Le 23 juin dernier, le ministère de la Culture a inauguré un nouveau site dédié au PCI de la France, intitulé « Vivre le patrimoine culturel immatériel ». L'objectif de cette plateforme est simple : mettre en avant tous les événements autour de ces pratiques culturelles, afin de démontrer qu'elles sont bel et bien vivantes.
« Le PCI est sans doute que la culture peut offrir de plus inclusif, une culture pour tous et surtout faite par tous. Toutes ces pratiques culturelles parfois les plus quotidiennes, les plus ancestrales constituent notre bien commun », a souligné à cette occasion la ministre de la Culture, Rachida Dati.
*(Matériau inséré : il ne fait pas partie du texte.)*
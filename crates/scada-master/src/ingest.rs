//! ---
//! scada_section: "05-master-runtime"
//! scada_subsection: "module"
//! scada_type: "source"
//! scada_scope: "code"
//! scada_description: "SCADA master: registry, aggregation, alarms, control, security, surfaces."
//! scada_version: "v0.1.0"
//! scada_owner: "tbd"
//! ---
use std::collections::HashMap;
use std::sync::Arc;

use chrono::Utc;
use parking_lot::Mutex;
use scada_historian::{HistorianHandle, HistorianRow, TelemetryRow};
use scada_proto::{Frame, RtuEvent, TelemetrySample};
use tracing::{debug, warn};

use crate::alarms::AlarmEngine;
use crate::bus::{FanoutBus, WsMessage};
use crate::registry::NodeRegistry;
use crate::security::SecurityEngine;
use crate::store::TelemetryStore;

/// Consumes frames from a node's control channel in emission order and fans
/// them into the store, alarm engine, security engine, fan-out bus, and
/// historian. One instance is shared by every supervisor; per-node ordering
/// holds because each node has exactly one reader task calling in.
pub struct Ingest {
    registry: Arc<NodeRegistry>,
    store: Arc<TelemetryStore>,
    alarms: Arc<AlarmEngine>,
    security: Arc<SecurityEngine>,
    bus: Arc<FanoutBus>,
    historian: Arc<HistorianHandle>,
    metrics: Option<scada_metrics::MasterMetrics>,
    expected_seq: Mutex<HashMap<String, u64>>,
}

impl Ingest {
    /// Wire the pump to its consumers.
    pub fn new(
        registry: Arc<NodeRegistry>,
        store: Arc<TelemetryStore>,
        alarms: Arc<AlarmEngine>,
        security: Arc<SecurityEngine>,
        bus: Arc<FanoutBus>,
        historian: Arc<HistorianHandle>,
        metrics: Option<scada_metrics::MasterMetrics>,
    ) -> Self {
        Self {
            registry,
            store,
            alarms,
            security,
            bus,
            historian,
            metrics,
            expected_seq: Mutex::new(HashMap::new()),
        }
    }

    /// Forget the sequence expectation for a node. Called on every fresh
    /// handshake: sequence numbers are dense within one RTU session but reset
    /// across restarts.
    pub fn reset_sequence(&self, node_id: &str) {
        self.expected_seq.lock().remove(node_id);
    }

    /// Handle one frame from a node, in the order the RTU emitted it.
    pub fn handle_frame(&self, node_id: &str, frame: Frame) {
        if let Some(metrics) = &self.metrics {
            metrics.inc_frame(node_id, frame.kind());
        }
        match frame {
            Frame::Telemetry(sample) => self.handle_sample(node_id, sample),
            Frame::Event(event) => self.handle_event(node_id, event),
            Frame::ConnectionReport(record) => self.security.ingest(record),
            Frame::Heartbeat { .. } => self.registry.heartbeat(node_id, Utc::now()),
            Frame::Hello {
                breaker_states, ..
            } => {
                self.registry.set_breaker_states(node_id, breaker_states);
                self.reset_sequence(node_id);
            }
            Frame::Snapshot {
                latest,
                breaker_states,
            } => {
                self.registry.set_breaker_states(node_id, breaker_states);
                if let Some(sample) = latest {
                    self.handle_sample(node_id, sample);
                }
            }
            Frame::Reply(_) | Frame::Command(_) => {
                warn!(node = node_id, "frame kind out of place on ingest path");
            }
        }
    }

    fn handle_sample(&self, node_id: &str, sample: TelemetrySample) {
        if sample.node_id != node_id {
            warn!(node = node_id, claimed = %sample.node_id, "sample node mismatch; dropping");
            return;
        }

        {
            let mut expected = self.expected_seq.lock();
            if let Some(next) = expected.get(node_id) {
                if sample.sequence != *next {
                    debug!(
                        node = node_id,
                        expected = *next,
                        got = sample.sequence,
                        "telemetry sequence gap"
                    );
                }
            }
            expected.insert(node_id.to_string(), sample.sequence + 1);
        }

        self.registry.heartbeat(node_id, Utc::now());

        let nominal = self
            .registry
            .entry(node_id)
            .map(|entry| entry.nominal_voltage_kv)
            .unwrap_or(0.0);
        self.alarms.evaluate_sample(&sample, nominal);

        self.historian.record(HistorianRow::Telemetry(TelemetryRow {
            time: sample.timestamp,
            node_id: sample.node_id.clone(),
            voltage_kv: sample.voltage_kv,
            current_a: sample.current_a,
            real_power_mw: sample.active_power_mw,
            reactive_power_mvar: sample.reactive_power_mvar,
            power_factor: sample.power_factor,
            frequency_hz: sample.frequency_hz,
            temperature_c: sample.temperature_c,
            breaker_state: format!("{:?}", sample.breaker_state),
            energy_delivered_mwh: sample.energy_delivered_mwh,
        }));

        self.store.insert(sample.clone());
        self.bus.publish(WsMessage::TelemetryUpdate {
            node_id: node_id.to_string(),
            data: sample,
        });
    }

    fn handle_event(&self, node_id: &str, event: RtuEvent) {
        match event {
            RtuEvent::BreakerChanged {
                breaker_id, state, reason, ..
            } => {
                debug!(node = node_id, breaker = %breaker_id, ?state, reason, "breaker event");
                self.registry.set_breaker(node_id, &breaker_id, state);
            }
            RtuEvent::Alarm {
                code,
                severity,
                message,
                details,
                ..
            } => {
                self.alarms
                    .raise_external(node_id, &code, &severity, &message, details);
            }
        }
    }
}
Le nouvel agenda national « sera une vitrine et surtout une invitation, car le PCI est avant tout une expérience relationnelle, une manière de tisser les liens avec les autres et notre territoire », promet-elle.
En mars dernier, elle avait déjà assuré qu'elle souhaitait rendre ce patrimoine immatériel « plus présent » et « plus intégré à la politique patrimoniale du ministère », à l'image d'une dotation de 1,5 million € pour le Plan Fanfare, qui valorise une pratique artistique et culturelle qui fédère des personnes de tous les âges et de tous les horizons autour de projets musicaux communs.
Parmi les 549 pratiques entrées au sein de l'inventaire national du patrimoine culturel immatériel de la France, plusieurs sont liées à l'écriture, à la lecture ou de manière plus générale, au livre, dans plusieurs catégories.
Le braille (créé en 1829) a donné la possibilité de lire et surtout d’écrire aux personnes qui en étaient jusqu’alors empêchées par leur cécité. Cette écriture tactile témoigne d’une intelligence de la main caractéristique d’un savoir et d’un savoir-faire. Son usage a transformé le destin de la communauté des personnes aveugles en lui permettant un accès direct à l’écrit.
Parmi les menaces et risques qui pèsent sur le braille, l'inventaire national cite les logiciels adaptés, les supports informatiques ou encore le matériel audio, en soulignant le paradoxe : ces outils facilitent la communication, mais limitent également les pratiques de l'écriture et de la lecture.
En France, jusqu'au XIIIe siècle, l'enluminure était pratiquée essentiellement par les moines, avant le développement d'ateliers laïques dans toute la France. Aujourd'hui, les ateliers d'enlumineurs et enlumineuses se comptent sur les doigts d'une main, d'après l'annuaire des savoir-faire d'exception de l'Institut pour les savoir-faire français.
Signalons que POP, la plateforme ouverte du patrimoine, offre un bel aperçu de ce patrimoine en permettant de visualiser plus de 110.000 exemples d'enluminures.
L'héliogravure est un procédé qui permet le transfert d'une image sur une plaque de cuivre par l'intermédiaire de gélatine photosensible. Utilisée au XIXe siècle pour reproduire une image en grand nombre d'exemplaires, elle est employée aujourd'hui surtout dans le domaine artistique et du luxe.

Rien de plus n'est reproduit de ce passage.